I thought it would be cool to show you a typical options set-up and the dilemma that you run into when making a decision to tolerate a pullback or not. I’m a big believer in swing trading with options, I’m not one to hold an option through to much pulling back. I believe time and risk is money and when price thrusts especially after a couple of gaps I’m out. Take a look at the following image. I’ve pointed out where one might have considered buying some puts. Nice resistance level, price is still in a consolidation period so mo break-out is expected, and no new pay-cycle is expected to start just yet, so a short move down is anticipated.
The question becomes long dated or short dated options (60 days or 6 months) the easy answer here is 60 days because we don’t expect this to be some gigantic move. Also I’m not one to miss out on the short term explosive move just to be holding a long dated option, so 60 days would be about my max. here.
So notice the top two arrows, those are potential entry points because of completed swings at strong resistance. So either one provides 1.) Low risk and 2.) reasonably high odds.
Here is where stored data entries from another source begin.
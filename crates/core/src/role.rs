//! Console roles and their claim representations

use serde::{Deserialize, Serialize};
use serde_json::Value;
use std::fmt::{self, Display};
use std::str::FromStr;
use thiserror::Error;

/// Display label used when a session carries no recognisable role
pub const UNKNOWN_ROLE_LABEL: &str = "مستخدم";

/// Authorization level assigned to a session
#[derive(Debug, Clone, Copy, PartialEq, Eq, Hash, Serialize, Deserialize)]
pub enum Role {
    SuperAdmin,
    Admin,
    Teacher,
    Student,
    Family,
}

#[derive(Debug, Clone, PartialEq, Eq, Error)]
#[error("Unknown role: {0}")]
pub struct UnknownRole(pub String);

/// What a role claim turned out to hold
#[derive(Debug, Clone, Copy, PartialEq, Eq, Hash)]
pub enum ClaimedRole {
    Known(Role),
    /// An integer code with no role behind it. Such a session has no
    /// permissions but is still a session.
    Unmapped(i64),
}

impl ClaimedRole {
    /// Read a role claim value.
    ///
    /// Numbers are codes. Strings are parsed as an integer code first and
    /// matched against the canonical names second. A name that matches no
    /// role, or any other JSON shape, is `None`.
    pub fn from_claim(value: &Value) -> Option<Self> {
        match value {
            Value::Number(number) => {
                if let Some(code) = number.as_i64() {
                    return Some(Self::from_code(code));
                }
                number
                    .as_f64()
                    .filter(|code| code.fract() == 0.0)
                    .map(|code| Self::from_code(code as i64))
            }
            Value::String(raw) => {
                let trimmed = raw.trim();
                match trimmed.parse::<i64>() {
                    Ok(code) => Some(Self::from_code(code)),
                    Err(_) => Role::from_name(trimmed).map(Self::Known),
                }
            }
            _ => None,
        }
    }

    pub fn from_code(code: i64) -> Self {
        Role::from_code(code).map_or(Self::Unmapped(code), Self::Known)
    }

    pub const fn role(self) -> Option<Role> {
        match self {
            Self::Known(role) => Some(role),
            Self::Unmapped(_) => None,
        }
    }
}

impl From<Role> for ClaimedRole {
    fn from(role: Role) -> Self {
        Self::Known(role)
    }
}

impl Display for ClaimedRole {
    fn fmt(&self, f: &mut fmt::Formatter<'_>) -> fmt::Result {
        match self {
            Self::Known(role) => Display::fmt(role, f),
            Self::Unmapped(code) => write!(f, "unmapped role {code}"),
        }
    }
}

impl Role {
    /// Every role, ordered by numeric code
    pub const ALL: [Self; 5] = [
        Self::SuperAdmin,
        Self::Admin,
        Self::Teacher,
        Self::Student,
        Self::Family,
    ];

    /// Numeric code the backend uses for this role
    pub const fn code(self) -> u8 {
        match self {
            Self::SuperAdmin => 0,
            Self::Admin => 1,
            Self::Teacher => 2,
            Self::Student => 3,
            Self::Family => 4,
        }
    }

    /// Look up a role by numeric code
    pub fn from_code(code: i64) -> Option<Self> {
        Self::ALL.into_iter().find(|role| i64::from(role.code()) == code)
    }

    /// Look up a role by its canonical name (case-sensitive)
    pub fn from_name(name: &str) -> Option<Self> {
        Self::ALL.into_iter().find(|role| role.name() == name)
    }

    /// Normalise a role claim value to one of the five roles.
    ///
    /// An integer code outside 0–4 is `None` here; use
    /// [`ClaimedRole::from_claim`] to tell it apart from a missing role.
    pub fn from_claim(value: &Value) -> Option<Self> {
        ClaimedRole::from_claim(value).and_then(ClaimedRole::role)
    }

    /// Canonical English name, as found in string role claims
    pub const fn name(self) -> &'static str {
        match self {
            Self::SuperAdmin => "SuperAdmin",
            Self::Admin => "Admin",
            Self::Teacher => "Teacher",
            Self::Student => "Student",
            Self::Family => "Family",
        }
    }

    /// Label shown to console users
    pub const fn label(self) -> &'static str {
        match self {
            Self::SuperAdmin => "مشرف عام",
            Self::Admin => "مشرف",
            Self::Teacher => "معلم",
            Self::Student => "طالب",
            Self::Family => "عائلة",
        }
    }

    /// Staff roles land on the home page when they open a page they
    /// cannot see; everyone else is sent back to login.
    pub const fn is_staff(self) -> bool {
        matches!(self, Self::SuperAdmin | Self::Admin | Self::Teacher)
    }
}

impl Display for Role {
    fn fmt(&self, f: &mut fmt::Formatter<'_>) -> fmt::Result {
        f.write_str(self.name())
    }
}

impl FromStr for Role {
    type Err = UnknownRole;

    fn from_str(s: &str) -> Result<Self, Self::Err> {
        let trimmed = s.trim();
        let role = match trimmed.parse::<i64>() {
            Ok(code) => Self::from_code(code),
            Err(_) => Self::from_name(trimmed),
        };
        role.ok_or_else(|| UnknownRole(s.to_string()))
    }
}
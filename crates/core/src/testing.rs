//! Token builders for tests

use base64::Engine;
use base64::engine::general_purpose::URL_SAFE_NO_PAD;
use serde_json::Value;

/// Build an unsigned `header.payload.signature` token around `claims`
pub fn unsigned_token(claims: &Value) -> String {
    let header = URL_SAFE_NO_PAD.encode(br#"{"alg":"HS256","typ":"JWT"}"#);
    let payload = URL_SAFE_NO_PAD.encode(claims.to_string());
    format!("{header}.{payload}.c2lnbmF0dXJl")
}
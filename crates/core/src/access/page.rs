use serde::{Deserialize, Serialize};
use std::fmt::{self, Display};
use std::ops::Deref;

/// Console pages that sit behind the permission table
#[derive(Debug, Clone, Copy, PartialEq, Eq, Hash, Serialize, Deserialize)]
#[serde(rename_all = "lowercase")]
pub enum Page {
    Dashboard,
    Supervisors,
    Teachers,
    Families,
    Students,
    Lessons,
}

impl Page {
    pub const ALL: [Self; 6] = [
        Self::Dashboard,
        Self::Supervisors,
        Self::Teachers,
        Self::Families,
        Self::Students,
        Self::Lessons,
    ];

    /// Lower-case identifier used in permission checks
    pub const fn id(self) -> &'static str {
        match self {
            Self::Dashboard => "dashboard",
            Self::Supervisors => "supervisors",
            Self::Teachers => "teachers",
            Self::Families => "families",
            Self::Students => "students",
            Self::Lessons => "lessons",
        }
    }
}

impl Display for Page {
    fn fmt(&self, f: &mut fmt::Formatter<'_>) -> fmt::Result {
        f.write_str(self.id())
    }
}

/// Identifier of a navigation target: its last path segment, lower-cased.
#[derive(Debug, Clone, PartialEq, Eq, Hash, Serialize, Deserialize)]
pub struct PageId(String);

impl PageId {
    pub fn new(id: impl AsRef<str>) -> Self {
        Self(id.as_ref().to_lowercase())
    }

    /// Derive the identifier from a navigation target such as
    /// `/Teachers?page=2`. Query and fragment are dropped and a trailing
    /// slash does not count as a segment.
    pub fn from_path(path: &str) -> Self {
        let path = path.split(['?', '#']).next().unwrap_or_default();
        let segment = path.trim_end_matches('/').rsplit('/').next().unwrap_or_default();
        Self::new(segment)
    }

    pub fn as_str(&self) -> &str {
        &self.0
    }

    /// The guarded page this identifier names, if any
    pub fn page(&self) -> Option<Page> {
        Page::ALL.into_iter().find(|page| page.id() == self.0)
    }
}

impl Deref for PageId {
    type Target = str;

    fn deref(&self) -> &Self::Target {
        &self.0
    }
}

impl From<Page> for PageId {
    fn from(page: Page) -> Self {
        Self(page.id().to_string())
    }
}

impl From<&str> for PageId {
    fn from(s: &str) -> Self {
        Self::new(s)
    }
}

impl Display for PageId {
    fn fmt(&self, f: &mut fmt::Formatter<'_>) -> fmt::Result {
        f.write_str(&self.0)
    }
}

#[cfg(test)]
mod tests {
    use super::*;

    #[test]
    fn test_from_path_takes_last_segment() {
        assert_eq!(PageId::from_path("/Teachers").as_str(), "teachers");
        assert_eq!(PageId::from_path("/admin/LESSONS").as_str(), "lessons");
        assert_eq!(PageId::from_path("dashboard").as_str(), "dashboard");
    }

    #[test]
    fn test_from_path_ignores_query_fragment_and_trailing_slash() {
        assert_eq!(PageId::from_path("/Students?page=3&size=10").as_str(), "students");
        assert_eq!(PageId::from_path("/Families#top").as_str(), "families");
        assert_eq!(PageId::from_path("/Lessons/").as_str(), "lessons");
    }

    #[test]
    fn test_from_path_root_is_empty() {
        assert_eq!(PageId::from_path("/").as_str(), "");
        assert_eq!(PageId::from_path("").as_str(), "");
        assert_eq!(PageId::from_path("/").page(), None);
    }

    #[test]
    fn test_page_lookup() {
        assert_eq!(PageId::new("Supervisors").page(), Some(Page::Supervisors));
        assert_eq!(PageId::new("companies").page(), None);
        for page in Page::ALL {
            assert_eq!(PageId::from(page).page(), Some(page));
        }
    }
}
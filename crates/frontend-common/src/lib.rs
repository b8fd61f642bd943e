//! TutorDesk console frontend: session store, route guard and console client

pub mod auth;
pub mod client;
pub mod config;
pub mod error;
pub mod guard;
#[cfg(target_arch = "wasm32")]
pub mod logging;
pub mod router;
pub mod session;

pub use client::ConsoleClient;
pub use config::BuildConfig;
pub use error::{ConsoleError, SessionError, SessionResult};
pub use guard::{LogNotifier, Navigator, Notifier, RouteGuard};
pub use router::{AppRoute, RouteAccess};
pub use session::{CookieJar, MemoryCookieJar, SessionContext, SessionProvider, TokenStore, use_session};
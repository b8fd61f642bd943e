//! In-flight request tracking for the console's busy indicator

use std::sync::Arc;
use std::sync::atomic::{AtomicUsize, Ordering};

/// Header that keeps a request out of the activity count.
/// It is stripped before the request leaves the client.
pub const SKIP_INTERCEPTOR_HEADER: &str = "Skip-Interceptor";

/// Shared counter of requests currently in flight
#[derive(Clone, Debug, Default)]
pub struct ActivityTracker {
    in_flight: Arc<AtomicUsize>,
}

impl ActivityTracker {
    pub fn new() -> Self {
        Self::default()
    }

    /// Mark a request as started; it stays counted until the guard drops
    pub fn begin(&self) -> ActivityGuard {
        self.in_flight.fetch_add(1, Ordering::SeqCst);
        ActivityGuard {
            in_flight: Arc::clone(&self.in_flight),
        }
    }

    pub fn in_flight(&self) -> usize {
        self.in_flight.load(Ordering::SeqCst)
    }

    pub fn is_busy(&self) -> bool {
        self.in_flight() > 0
    }
}

/// Keeps one request counted while alive
#[derive(Debug)]
pub struct ActivityGuard {
    in_flight: Arc<AtomicUsize>,
}

impl Drop for ActivityGuard {
    fn drop(&mut self) {
        self.in_flight.fetch_sub(1, Ordering::SeqCst);
    }
}
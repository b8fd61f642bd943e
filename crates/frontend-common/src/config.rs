//! Browser build configuration
//!
//! The wasm bundle cannot read files or the environment at runtime, so the
//! values are fixed at compile time from `TUTORDESK_*` variables.

use tutordesk_core::{ConsoleConfig, CoreResult, SessionConfig};

pub struct BuildConfig;

impl BuildConfig {
    /// Backend base URL
    pub const API_BASE_URL: Option<&'static str> = option_env!("TUTORDESK_API_BASE_URL");

    /// Pre-shared secret the session cookie is sealed with
    pub const SESSION_SECRET: Option<&'static str> = option_env!("TUTORDESK_SESSION_SECRET");

    /// Log level for the browser console
    pub const LOG_LEVEL: Option<&'static str> = option_env!("TUTORDESK_LOG_LEVEL");

    /// Console configuration with build-time overrides applied.
    ///
    /// Fails when the bundle was built without `TUTORDESK_SESSION_SECRET`.
    pub fn console() -> CoreResult<ConsoleConfig> {
        Self::with_overrides(Self::API_BASE_URL, Self::SESSION_SECRET, Self::LOG_LEVEL)
    }

    fn with_overrides(
        api_base_url: Option<&str>,
        secret: Option<&str>,
        log_level: Option<&str>,
    ) -> CoreResult<ConsoleConfig> {
        let defaults = ConsoleConfig::default();
        let config = ConsoleConfig {
            api_base_url: api_base_url.map_or(defaults.api_base_url, str::to_string),
            session: SessionConfig {
                secret: secret.unwrap_or_default().to_string(),
                ..defaults.session
            },
            log_level: log_level.map_or(defaults.log_level, str::to_string),
            ..defaults
        };
        config.validate()?;
        Ok(config)
    }
}
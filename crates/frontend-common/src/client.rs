//! Console client: the backend client bound to the session

use crate::auth::error_handler::trigger_auth_error;
use crate::error::{ConsoleError, SessionResult};
use crate::session::SessionContext;
use reqwest::{Method, RequestBuilder};
use tutordesk_core::{ConsoleConfig, Role};
use tutordesk_http::client::{ActivityTracker, ClientError, PublicClient, TypedClientBuilder};

/// Sends requests with the session's current token attached.
///
/// The token is read from the session for every request, so signing in or
/// out takes effect without rebuilding the client.
#[derive(Clone)]
pub struct ConsoleClient {
    inner: PublicClient,
    session: SessionContext,
}

impl ConsoleClient {
    /// # Errors
    ///
    /// Returns an error if the HTTP client cannot be built
    pub fn new(
        config: &ConsoleConfig,
        session: SessionContext,
        activity: ActivityTracker,
    ) -> Result<Self, ClientError> {
        let inner = TypedClientBuilder::new()
            .base_url(&config.api_base_url)
            .activity_tracker(activity)
            .build_public()?;
        Ok(Self::from_client(inner, session))
    }

    pub const fn from_client(inner: PublicClient, session: SessionContext) -> Self {
        Self { inner, session }
    }

    pub const fn session(&self) -> &SessionContext {
        &self.session
    }

    /// Request builder carrying `Authorization: Bearer <token>` when a token
    /// is stored
    pub fn request(&self, method: Method, path: &str) -> RequestBuilder {
        let request = self.inner.request(method, path);
        match self.session.token() {
            Some(token) => request.bearer_auth(token),
            None => request,
        }
    }

    /// Send a request. A rejected session fires the global auth error
    /// callback; the request is not retried.
    ///
    /// # Errors
    ///
    /// Returns the client error unchanged
    pub async fn execute<T: serde::de::DeserializeOwned>(
        &self,
        request: RequestBuilder,
    ) -> Result<T, ClientError> {
        match self.inner.execute(request).await {
            Ok(result) => Ok(result),
            Err(error) => {
                if error.is_auth_expired() {
                    tracing::warn!(status = ?error.status(), "Backend rejected the session");
                    trigger_auth_error();
                }
                Err(error)
            }
        }
    }

    /// Log in and store the issued token
    ///
    /// # Errors
    ///
    /// Returns an error if the request fails, the backend refuses the
    /// credentials, or the token cannot be stored
    pub async fn sign_in(
        &self,
        email: impl Into<String>,
        password: impl Into<String>,
    ) -> Result<Option<Role>, ConsoleError> {
        let response = self.inner.login(email, password).await?;
        let message = response.message.clone();
        let Some(data) = response.into_data() else {
            return Err(ConsoleError::LoginRejected(message));
        };

        self.session.save_token(&data.token)?;
        let role = self.session.user_role();
        tracing::info!(role = ?role, "Signed in");
        Ok(role)
    }

    /// # Errors
    ///
    /// Returns an error if the session cookie cannot be removed
    pub fn sign_out(&self) -> SessionResult<()> {
        self.session.clear_token()
    }
}
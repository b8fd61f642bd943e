//! Authentication plumbing shared by console pages

pub mod error_handler;

pub use error_handler::{clear_auth_error_callback, set_auth_error_callback, trigger_auth_error};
Lets look at entry at that point and an exit at the first arrow with a short term option 3 legs out of the money with 67 days to expiration.
So the following example is ENTRY at the second top arrow and exit at the first (quicker exit) bottom arrow with 67 days to expiration 3 legs out of the money puts.
8/9/10 – BUY Oct. $110 (67) days to expire – $3.21 | 8/12 Three days later sell for $5.41 = 68.5% return – If we held until we reached the bottom arrow (longer exit) we would sell it for $6.62 for a profit of 106%.
Now lets look at the same entry (second arrow top) and a longer dated option.
8/9/11 BUY March 2011 $110 (221) days to expiration – $7.69 Three days later sell for $10.08 = 31% = If we held until we reached the bottom arrow (longer exit) we would sell it for $11.46 for a profit of 49%
Bottom line…
68.5% / 106% (67 days to expire)
or
31% / 49% (221 days to expire0
There are a few other things to consider like implied volatility, but I wanted to give you a real life example of the lack of exposure to short term moves with much longer dated options. You should also be aware that the lack of time exposes you to serious theta (time) decay and this is why the balance of right around 60,70 and 90 days is just about perfect for an option position you plan on holding for 1 to 5 weeks.
Hope this helps !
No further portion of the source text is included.